WHAT NEEDS TO BE DONE:
Each line from the one with "let heuristics = Heuristics::default();" to the final line of the data must be reproduced exactly, and no other line may appear.

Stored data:
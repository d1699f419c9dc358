//! Column classification: one [`ColumnRole`] per column.
//!
//! The header cell is looked up in the lexicon first. Only a header the
//! lexicon does not recognise falls through to content sniffing: if a strict
//! majority of the column's non-empty data cells are identifier-shaped, the
//! column is an Identifier. A recognised header is never overridden by its
//! contents.

use crate::config::Heuristics;
use crate::model::{is_blank, ColumnRole, RawTable};
use crate::pipeline::identifier::IdentifierShape;
use crate::pipeline::lexicon::Lexicon;

#[derive(Debug, Clone, Copy)]
pub struct ColumnClassifier<'a> {
    lexicon: &'a Lexicon,
    shape: &'a IdentifierShape,
    heuristics: &'a Heuristics,
}

impl<'a> ColumnClassifier<'a> {
    pub fn new(lexicon: &'a Lexicon, shape: &'a IdentifierShape, heuristics: &'a Heuristics) -> Self {
        Self {
            lexicon,
            shape,
            heuristics,
        }
    }

    /// Roles for every column of `table`, whose row 0 is the header.
    pub fn classify(&self, table: &RawTable) -> Vec<ColumnRole> {
        (0..table.column_count())
            .map(|c| self.classify_column(table, c))
            .collect()
    }

    pub fn classify_column(&self, table: &RawTable, column: usize) -> ColumnRole {
        let header = table.cell(0, column).unwrap_or("");
        if let Some(role) = self.lexicon.lookup(header) {
            return role;
        }
        if self.looks_like_identifiers(table.column(column).into_iter().skip(1)) {
            ColumnRole::Identifier
        } else {
            ColumnRole::Other
        }
    }

    fn looks_like_identifiers<'c>(&self, cells: impl Iterator<Item = &'c str>) -> bool {
        let (mut total, mut shaped) = (0usize, 0usize);
        for cell in cells.filter(|c| !is_blank(c)) {
            total += 1;
            if self.shape.matches(cell) {
                shaped += 1;
            }
        }
        total >= self.heuristics.sniff_min_cells.max(1)
            && shaped as f64 > self.heuristics.sniff_majority * total as f64
    }
}

#[cfg(test)]
mod tests {
    use super::*;

    fn table(rows: &[&[&str]]) -> RawTable {
        RawTable::new(
            rows.iter()
                .map(|r| r.iter().map(|c| c.to_string()).collect())
                .collect(),
        )
    }

    fn roles(t: &RawTable) -> Vec<ColumnRole> {
        let heuristics = Heuristics::default();
        let lexicon = Lexicon::bilingual();
        let shape = IdentifierShape::new(&heuristics).unwrap();
        ColumnClassifier::new(&lexicon, &shape, &heuristics).classify(t)
    }

    #[test]
    fn hebrew_headers_by_lexicon() {
        let t = table(&[&["שם פרטי", "תז", "שם משפחה"], &["Rachel", "519499492", "Adar"]]);
        assert_eq!(
            roles(&t),
            vec![ColumnRole::FirstName, ColumnRole::Identifier, ColumnRole::LastName]
        );
    }

    #[test]
    fn unknown_header_with_identifier_majority_is_sniffed() {
        let t = table(&[
            &["Column_1", "Whatever"],
            &["519499492", "x"],
            &["301234567", "y"],
            &["n/a", "z"],
        ]);
        assert_eq!(roles(&t), vec![ColumnRole::Identifier, ColumnRole::Other]);
    }

    #[test]
    fn exactly_half_is_not_a_majority() {
        let t = table(&[&["Code"], &["519499492"], &["n/a"]]);
        assert_eq!(roles(&t), vec![ColumnRole::Other]);
    }

    #[test]
    fn blank_cells_do_not_count() {
        let t = table(&[&["Code"], &["519499492"], &[""], &["  "]]);
        assert_eq!(roles(&t), vec![ColumnRole::Identifier]);
    }

    #[test]
    fn recognised_header_is_not_overridden_by_content() {
        let t = table(&[&["Phone"], &["0521234567"], &["0539876543"]]);
        assert_eq!(roles(&t), vec![ColumnRole::Other]);
    }

    #[test]
    fn empty_column_is_other() {
        let t = table(&[&["", "ID"], &["", "519499492"]]);
        assert_eq!(roles(&t), vec![ColumnRole::Other, ColumnRole::Identifier]);
    }
}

ANSWER BOX:
        let heuristics = Heuristics::default();
        let lexicon = Lexicon::bilingual();
        let shape = IdentifierShape::new(&heuristics).unwrap();
        ColumnClassifier::new(&lexicon, &shape, &heuristics).classify(t)
    }

    #[test]
    fn hebrew_headers_by_lexicon() {
        let t = table(&[&["שם פרטי", "תז", "שם משפחה"], &["Rachel", "519499492", "Adar"]]);
        assert_eq!(
            roles(&t),
            vec![ColumnRole::FirstName, ColumnRole::Identifier, ColumnRole::LastName]
        );
    }

    #[test]
    fn unknown_header_with_identifier_majority_is_sniffed() {
        let t = table(&[
            &["Column_1", "Whatever"],
            &["519499492", "x"],
            &["301234567", "y"],
            &["n/a", "z"],
        ]);
        assert_eq!(roles(&t), vec![ColumnRole::Identifier, ColumnRole::Other]);
    }

    #[test]
    fn exactly_half_is_not_a_majority() {
        let t = table(&[&["Code"], &["519499492"], &["n/a"]]);
        assert_eq!(roles(&t), vec![ColumnRole::Other]);
    }

    #[test]
    fn blank_cells_do_not_count() {
        let t = table(&[&["Code"], &["519499492"], &[""], &["  "]]);
        assert_eq!(roles(&t), vec![ColumnRole::Identifier]);
    }

    #[test]
    fn recognised_header_is_not_overridden_by_content() {
        let t = table(&[&["Phone"], &["0521234567"], &["0539876543"]]);
        assert_eq!(roles(&t), vec![ColumnRole::Other]);
    }

    #[test]
    fn empty_column_is_other() {
        let t = table(&[&["", "ID"], &["", "519499492"]]);
        assert_eq!(roles(&t), vec![ColumnRole::Other, ColumnRole::Identifier]);
    }
}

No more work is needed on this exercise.